А в это время отношения между болгарами и сербами становились все хуже. Один из кадетов, Петр Иванов; был с позором выгнан из училища за то, что посмел протестовать против экспансионистских заявлений преподавателя географии о восточной границе Сербии. Некоторые из болгар, переведенных в сербский батальон, подали прошение об увольнении, ибо не видели смысла оставаться в Белграде. Они получили отказ. Командир школы заявил, что это послужило бы плохим примером для сербских солдат, и посадил их на три дня под арест. Болгары запротестовали: они добровольцы, а не солдаты регулярного призыва, — и обратились в более высокие инстанции. Кончилось это тем, что училище выстроилось на плацу и сорок болгар было раздето перед строем донага и получило по двадцать розг, после чего у них отобрали мундиры и сказали, что раз они добровольцы, пусть идут куда угодно.

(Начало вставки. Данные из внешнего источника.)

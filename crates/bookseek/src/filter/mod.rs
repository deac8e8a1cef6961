//! Reduces raw catalog records to the books the user asked for.
//!
//! Every record goes through the same pipeline: title words, then the volume token and the price
//! range when the query has them, and finally ISBN deduplication against what was already
//! accepted for the query.

mod volume;

use std::collections::HashSet;

use log::trace;

pub use volume::{VolumeMatcher, DEFAULT_TEMPLATES, TOKEN};

use crate::{
    record::{CatalogRecord, ResultRecord},
    query::SearchQuery,
};

/// Why a record was left out of the results.
#[derive(Copy, Clone, Debug, PartialEq, Eq)]
pub enum Rejection {
    /// A word of the query title is missing from the book title.
    Title,
    /// The book title does not mention the requested volume.
    Volume,
    /// The price is outside the requested range or unknown.
    Price,
    /// A book with the same ISBN was already accepted.
    Duplicate,
}

/// The record filtering pipeline.
#[derive(Clone, Debug, Default, PartialEq, Eq)]
pub struct Filter {
    volume: VolumeMatcher,
}

impl Filter {
    /// A filter using `volume` to match volume tokens.
    #[must_use]
    pub const fn new(volume: VolumeMatcher) -> Self {
        Self { volume }
    }

    /// Runs `record` through the pipeline for `query`.
    ///
    /// `seen` holds the ISBNs already accepted for this query.
    ///
    /// # Errors
    ///
    /// The first stage that rejects the record is returned as the `Err` value.
    pub fn accept(
        &self,
        record: CatalogRecord,
        query: &SearchQuery,
        seen: &HashSet<String>,
    ) -> Result<ResultRecord, Rejection> {
        if !title_matches(&record.title, query) {
            return Err(Rejection::Title);
        }

        if let Some(token) = query.volume() {
            if !self.volume.matches(&record.title, token) {
                return Err(Rejection::Volume);
            }
        }

        if query.has_price_range() && !price_matches(record.price, query) {
            return Err(Rejection::Price);
        }

        if seen.contains(&record.isbn) {
            return Err(Rejection::Duplicate);
        }

        Ok(record.into())
    }
}

fn title_matches(title: &str, query: &SearchQuery) -> bool {
    let title = title.to_lowercase();
    query
        .title_tokens()
        .iter()
        .all(|token| title.contains(token.as_str()))
}

// An unknown price can never be shown to satisfy a bound.
fn price_matches(price: Option<u32>, query: &SearchQuery) -> bool {
    let Some(price) = price else {
        return false;
    };

    query.min_price().map_or(true, |min| price >= min)
        && query.max_price().map_or(true, |max| price <= max)
}

/// The accepted records of one query, in the order they were fetched.
#[derive(Debug, Default)]
pub struct ResultSet {
    records: Vec<ResultRecord>,
    seen: HashSet<String>,
}

impl ResultSet {
    /// Filters one page of records into the set and returns how many were accepted.
    pub fn absorb<I>(&mut self, filter: &Filter, query: &SearchQuery, page: I) -> usize
    where
        I: IntoIterator<Item = CatalogRecord>,
    {
        let before = self.records.len();

        for record in page {
            let title = record.title.clone();
            match filter.accept(record, query, &self.seen) {
                Ok(result) => {
                    self.seen.insert(result.isbn.clone());
                    self.records.push(result);
                }
                Err(reason) => trace!("Skipping '{title}': {reason:?}"),
            }
        }

        self.records.len() - before
    }

    /// Number of accepted records.
    #[must_use]
    pub fn len(&self) -> usize {
        self.records.len()
    }

    /// Whether nothing was accepted yet.
    #[must_use]
    pub fn is_empty(&self) -> bool {
        self.records.is_empty()
    }

    /// Consumes the set, returning the records in fetch order.
    #[must_use]
    pub fn into_records(self) -> Vec<ResultRecord> {
        self.records
    }
}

К концу марта дошло до того, что у дверей Христо Мустакова — постоянного представителя «Добродетельной дружины» в Белграде — был поставлен сербский солдат, следивший, кто к нему ходит из болгарских легионеров, и зачастую посетитель попадал на несколько дней в карцер. Это переполнило чашу терпения. Многие легионеры решили подать в отставку. Доносчики сообщили об этом командиру. Он выстроил кадетов и потребовал, чтобы ему назвали имена тех, кто хочет уволиться. Болгары молчали. Он стал угрожать им побоями и расстрелом, на что вся Легия заявила, что не останется в училище. Командир велел кадетам самим объяснить свое решение военному министру. Они так и сделали, с похвальной сдержанностью и достоинством указав в своем письме на перемены в училище, на оскорбления, на унизительные и несправедливые наказания, которые вынуждены терпеть. Обо всем этом они говорили не столько с гневом, сколько с сожалением[55]
. Военный министр даже не пытался загладить плохое впечатление, а просто выбрал девятерых членов Легии — «тех, кто интеллигентнее остальных и прилагал больше стараний для поддержания их заведения»[56], — и велел им за двадцать четыре часа покинуть Белград, а остальных распорядился выгнать группами.